> [Your task] Within the records below, filter for lines carrying the word "Cannot" and copy them.

> [Task inputs]
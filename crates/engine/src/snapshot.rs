//! Last known content hashes.

use std::collections::HashMap;
use std::path::{Path, PathBuf};
use time::OffsetDateTime;
use wsync_storage::LocalFile;

/// Hash of a file as it was last seen in sync with the remote, together with
/// the size and modification time it had on disk at that point.
#[derive(Debug, Clone, PartialEq, Eq)]
pub struct SnapshotEntry {
    pub hash: String,
    pub size: u64,
    pub modified: OffsetDateTime,
}
impl SnapshotEntry {
    pub fn new(hash: impl Into<String>, size: u64, modified: OffsetDateTime) -> Self {
        Self {
            hash: hash.into(),
            size,
            modified,
        }
    }

    pub fn for_file(hash: impl Into<String>, file: &LocalFile) -> Self {
        Self::new(hash, file.size, file.modified)
    }

    /// Whether `file` still looks like it did when the hash was recorded.
    pub fn matches(&self, file: &LocalFile) -> bool {
        self.size == file.size && self.modified == file.modified
    }
}

/// Relative path → last known content hash.
///
/// Lives as long as the owning [`WorkspaceSync`](crate::WorkspaceSync) and is
/// never written to disk: a fresh process starts with an empty snapshot and
/// pays for one full hash pass.
#[derive(Debug, Clone, Default)]
pub struct HashSnapshot {
    entries: HashMap<PathBuf, SnapshotEntry>,
}

impl HashSnapshot {
    pub fn new() -> Self {
        Self::default()
    }

    pub fn get(&self, path: &Path) -> Option<&SnapshotEntry> {
        self.entries.get(path)
    }

    /// The recorded hash, but only if `file`'s size and mtime still match the
    /// entry. Anything else has to be re-hashed.
    pub fn trusted_hash(&self, file: &LocalFile) -> Option<&str> {
        self.entries.get(&file.path).filter(|entry| entry.matches(file)).map(|entry| entry.hash.as_str())
    }

    pub fn insert(&mut self, path: impl Into<PathBuf>, entry: SnapshotEntry) -> Option<SnapshotEntry> {
        self.entries.insert(path.into(), entry)
    }

    /// Keep only the entries for which `keep` returns `true`.
    pub fn retain(&mut self, mut keep: impl FnMut(&Path, &SnapshotEntry) -> bool) {
        self.entries.retain(|path, entry| keep(path, entry));
    }

    pub fn len(&self) -> usize {
        self.entries.len()
    }

    pub fn is_empty(&self) -> bool {
        self.entries.is_empty()
    }
}

impl FromIterator<(PathBuf, SnapshotEntry)> for HashSnapshot {
    fn from_iter<T: IntoIterator<Item = (PathBuf, SnapshotEntry)>>(iter: T) -> Self {
        Self {
            entries: iter.into_iter().collect(),
        }
    }
}

impl Extend<(PathBuf, SnapshotEntry)> for HashSnapshot {
    fn extend<T: IntoIterator<Item = (PathBuf, SnapshotEntry)>>(&mut self, iter: T) {
        self.entries.extend(iter);
    }
}
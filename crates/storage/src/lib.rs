pub mod backend;
pub mod error;
mod models;
mod path;

pub use crate::backend::{Metadata, ObjectStore, RemoteObjectStream};
pub use crate::models::{ETag, LocalFile, RemoteObject};
pub use crate::path::{to_key, validate as validate_path, validate_key};
use std::sync::Arc;

pub type StoreHandle = Arc<dyn ObjectStore + Send + Sync>;
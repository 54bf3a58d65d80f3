//! MIME type resolution for uploads.

use std::fmt::{Debug, Formatter, Result as FmtResult};
use std::path::Path;
use std::sync::Arc;

/// Fallback for extensions the table does not know.
pub const DEFAULT_CONTENT_TYPE: &str = "application/octet-stream";

type Override = Arc<dyn Fn(&Path) -> Option<String> + Send + Sync>;

/// Maps a file path to the Content-Type sent with its upload.
///
/// The built-in table looks at the extension only (case-insensitive). Text
/// types are sent as UTF-8.
///
/// # Examples
///
/// ```
/// use wsync_engine::ContentTypeResolver;
///
/// let resolver = ContentTypeResolver::default();
/// assert_eq!(resolver.resolve("src/index.ts"), "text/typescript; charset=utf-8");
/// assert_eq!(resolver.resolve("logo.PNG"), "image/png");
/// assert_eq!(resolver.resolve("Makefile"), "application/octet-stream");
///
/// let custom = ContentTypeResolver::custom(|path| {
///     (path.extension()? == "tpl").then(|| "text/x-template".to_string())
/// });
/// assert_eq!(custom.resolve("page.tpl"), "text/x-template");
/// assert_eq!(custom.resolve("page.html"), "text/html; charset=utf-8");
/// ```
#[derive(Clone, Default)]
pub struct ContentTypeResolver {
    custom: Option<Override>,
}

impl ContentTypeResolver {
    /// Consult `resolve` first, falling back to the built-in table whenever it
    /// returns `None`.
    pub fn custom<F>(resolve: F) -> Self
    where
        F: Fn(&Path) -> Option<String> + Send + Sync + 'static,
    {
        Self {
            custom: Some(Arc::new(resolve)),
        }
    }

    #[must_use]
    pub fn resolve(&self, path: impl AsRef<Path>) -> String {
        let path = path.as_ref();
        if let Some(custom) = &self.custom
            && let Some(content_type) = custom(path)
        {
            return content_type;
        }
        builtin(path)
    }
}

impl Debug for ContentTypeResolver {
    fn fmt(&self, f: &mut Formatter<'_>) -> FmtResult {
        f.debug_struct("ContentTypeResolver").field("custom", &self.custom.is_some()).finish()
    }
}

fn builtin(path: &Path) -> String {
    let Some(ext) = path.extension().and_then(|ext| ext.to_str()) else {
        return DEFAULT_CONTENT_TYPE.to_string();
    };
    let (mime, text) = match ext.to_lowercase().as_str() {
        "txt" | "text" => ("text/plain", true),
        "md" | "markdown" => ("text/markdown", true),
        "html" | "htm" => ("text/html", true),
        "css" => ("text/css", true),
        "csv" => ("text/csv", true),
        "xml" => ("application/xml", true),
        "js" | "mjs" | "cjs" => ("text/javascript", true),
        "ts" | "mts" | "cts" => ("text/typescript", true),
        "tsx" => ("text/tsx", true),
        "jsx" => ("text/jsx", true),
        "json" => ("application/json", true),
        "yaml" | "yml" => ("application/yaml", true),
        "toml" => ("application/toml", true),
        "sh" => ("application/x-sh", true),
        "py" => ("text/x-python", true),
        "rs" => ("text/x-rust", true),
        "go" => ("text/x-go", true),
        "java" => ("text/x-java", true),
        "c" | "h" => ("text/x-c", true),
        "cpp" | "hpp" | "cc" => ("text/x-c++", true),
        "sql" => ("application/sql", true),
        "svg" => ("image/svg+xml", true),
        "png" => ("image/png", false),
        "jpg" | "jpeg" => ("image/jpeg", false),
        "gif" => ("image/gif", false),
        "webp" => ("image/webp", false),
        "ico" => ("image/x-icon", false),
        "pdf" => ("application/pdf", false),
        "zip" => ("application/zip", false),
        "gz" => ("application/gzip", false),
        "tar" => ("application/x-tar", false),
        "wasm" => ("application/wasm", false),
        "woff" => ("font/woff", false),
        "woff2" => ("font/woff2", false),
        "mp3" => ("audio/mpeg", false),
        "mp4" => ("video/mp4", false),
        _ => (DEFAULT_CONTENT_TYPE, false),
    };
    if text { format!("{mime}; charset=utf-8") } else { mime.to_string() }
}
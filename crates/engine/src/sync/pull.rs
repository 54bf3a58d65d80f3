use super::Inner;
use crate::error::{ErrorKind, Result};
use crate::hash::md5_hex;
use crate::progress::{ProgressFn, SyncPhase, SyncProgress};
use crate::result::{FileError, FileErrorKind, SyncResult};
use crate::snapshot::{HashSnapshot, SnapshotEntry};
use exn::ResultExt;
use std::collections::{BTreeMap, HashMap};
use std::path::{Path, PathBuf};
use std::time::Instant;
use wsync_storage::{LocalFile, RemoteObject, validate_key};

/// What to do about one remote object.
enum Plan {
    /// Local copy verified identical; carries the snapshot entry to keep.
    Keep(SnapshotEntry),
    Download,
}

impl Inner {
    pub(super) async fn pull(&self, progress: ProgressFn<'_>) -> Result<SyncResult> {
        let started = Instant::now();
        let (bucket, prefix) = (self.target.bucket(), self.target.prefix());
        tracing::info!(bucket, prefix, store = self.store.name(), "Pull started");
        let mut result = SyncResult::default();

        let objects = self
            .store
            .list(bucket, prefix)
            .await
            .or_raise(|| ErrorKind::Enumeration(format!("remote objects under s3://{bucket}/{prefix}")))?;
        let remote = self.remote_files(objects, &mut result);
        let local: HashMap<PathBuf, LocalFile> =
            self.walk_local().await?.into_iter().map(|file| (file.path.clone(), file)).collect();
        tracing::debug!(remote = remote.len(), local = local.len(), "Enumerated both sides");

        let mut snapshot = HashSnapshot::new();
        let mut downloads = Vec::new();
        for (path, object) in &remote {
            match self.plan(path, object, local.get(path)).await {
                Plan::Keep(entry) => {
                    result.skipped_files.push(path.clone());
                    snapshot.insert(path.clone(), entry);
                },
                Plan::Download => downloads.push((path.clone(), object.key.clone())),
            }
        }

        let outcome = self
            .downloads
            .run_with(
                downloads.into_iter().map(|(path, key)| self.download(path, key)),
                |settled, current, total| {
                    let path = match settled {
                        Ok((path, _)) => path,
                        Err(error) => &error.path,
                    };
                    progress(SyncProgress::new(SyncPhase::Download, current, total, Some(path.clone())));
                },
            )
            .await;
        for (path, entry) in outcome.results {
            result.downloaded_files.push(path.clone());
            snapshot.insert(path, entry);
        }
        for error in outcome.errors {
            result.error(error.path, error.kind, error.message);
        }

        self.mirror_cleanup(&remote, &local, &mut result, progress).await;

        *self.snapshot() = snapshot;
        let result = result.finish(started);
        tracing::info!(
            downloaded = result.downloaded_files.len(),
            deleted = result.deleted_files.len(),
            skipped = result.skipped_files.len(),
            errors = result.errors.len(),
            duration = ?result.duration,
            "Pull finished"
        );
        Ok(result)
    }

    /// Strip the prefix, validate and filter the listing. Keys that fail
    /// validation are recorded as errors and dropped.
    fn remote_files(&self, objects: Vec<RemoteObject>, result: &mut SyncResult) -> BTreeMap<PathBuf, RemoteObject> {
        let prefix = self.target.prefix();
        let mut remote = BTreeMap::new();
        for object in objects {
            let Some(relative) = object.key.strip_prefix(prefix) else {
                tracing::warn!(key = %object.key, "Store listed a key outside the prefix");
                continue;
            };
            // Directory placeholders created by consoles and some clients.
            if relative.is_empty() || relative.ends_with('/') {
                continue;
            }
            let path = match validate_key(relative) {
                Ok(path) => path,
                Err(e) => {
                    result.error(relative, FileErrorKind::InvalidPath, e);
                    continue;
                },
            };
            if self.filter.is_ignored_or_parents(&path, false) {
                tracing::trace!(path = %path.display(), "Ignoring remote object");
                continue;
            }
            remote.insert(path, object);
        }
        remote
    }

    async fn plan(&self, path: &Path, object: &RemoteObject, local: Option<&LocalFile>) -> Plan {
        let Some(local) = local else {
            return Plan::Download;
        };
        if local.size != object.size {
            return Plan::Download;
        }
        // Multipart and opaque tags say nothing about the content.
        let Some(remote_md5) = object.etag.content_md5() else {
            tracing::debug!(path = %path.display(), etag = %object.etag, "ETag is not a content hash");
            return Plan::Download;
        };
        let trusted = self.snapshot().trusted_hash(local).map(str::to_string);
        let local_md5 = match trusted {
            Some(hash) => hash,
            None => match self.local.read(path).await {
                Ok(data) => md5_hex(&data),
                Err(e) => {
                    tracing::debug!(path = %path.display(), error = %e, "Cannot hash local file, downloading");
                    return Plan::Download;
                },
            },
        };
        if local_md5 == remote_md5 {
            Plan::Keep(SnapshotEntry::for_file(local_md5, local))
        } else {
            Plan::Download
        }
    }

    async fn download(&self, path: PathBuf, key: String) -> std::result::Result<(PathBuf, SnapshotEntry), FileError> {
        let failed = |e: wsync_storage::error::Error| FileError::new(&path, FileErrorKind::Download, e);
        let data = self.store.get(self.target.bucket(), &key).await.map_err(failed)?;
        let hash = md5_hex(&data);
        self.local.write(&path, &data).await.map_err(failed)?;
        let stat = self.local.stat(&path).await.map_err(failed)?;
        tracing::debug!(path = %path.display(), size = stat.size, "Downloaded");
        Ok((path, SnapshotEntry::for_file(hash, &stat)))
    }

    /// Delete every walked local file the (filtered) remote listing does not
    /// have, then prune the directories that leaves empty.
    async fn mirror_cleanup(
        &self,
        remote: &BTreeMap<PathBuf, RemoteObject>,
        local: &HashMap<PathBuf, LocalFile>,
        result: &mut SyncResult,
        progress: ProgressFn<'_>,
    ) {
        let mut orphans: Vec<&PathBuf> = local
            .keys()
            .filter(|path| !remote.contains_key(*path) && !self.filter.is_ignored_or_parents(path, false))
            .collect();
        orphans.sort();
        let total = orphans.len();
        for (index, path) in orphans.into_iter().enumerate() {
            match self.local.delete(path).await {
                Ok(()) => {
                    tracing::debug!(path = %path.display(), "Deleted local file missing from remote");
                    result.deleted_files.push(path.clone());
                    if let Err(e) = self.local.prune_empty_dirs(path).await {
                        tracing::debug!(path = %path.display(), error = %e, "Cannot prune empty directories");
                    }
                },
                Err(e) => result.error(path, FileErrorKind::Delete, e),
            }
            progress(SyncProgress::new(SyncPhase::Cleanup, index + 1, total, Some(path.clone())));
        }
    }
}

> [Reply]
                    tracing::debug!(path = %path.display(), error = %e, "Cannot hash local file, downloading");
                        tracing::debug!(path = %path.display(), error = %e, "Cannot prune empty directories");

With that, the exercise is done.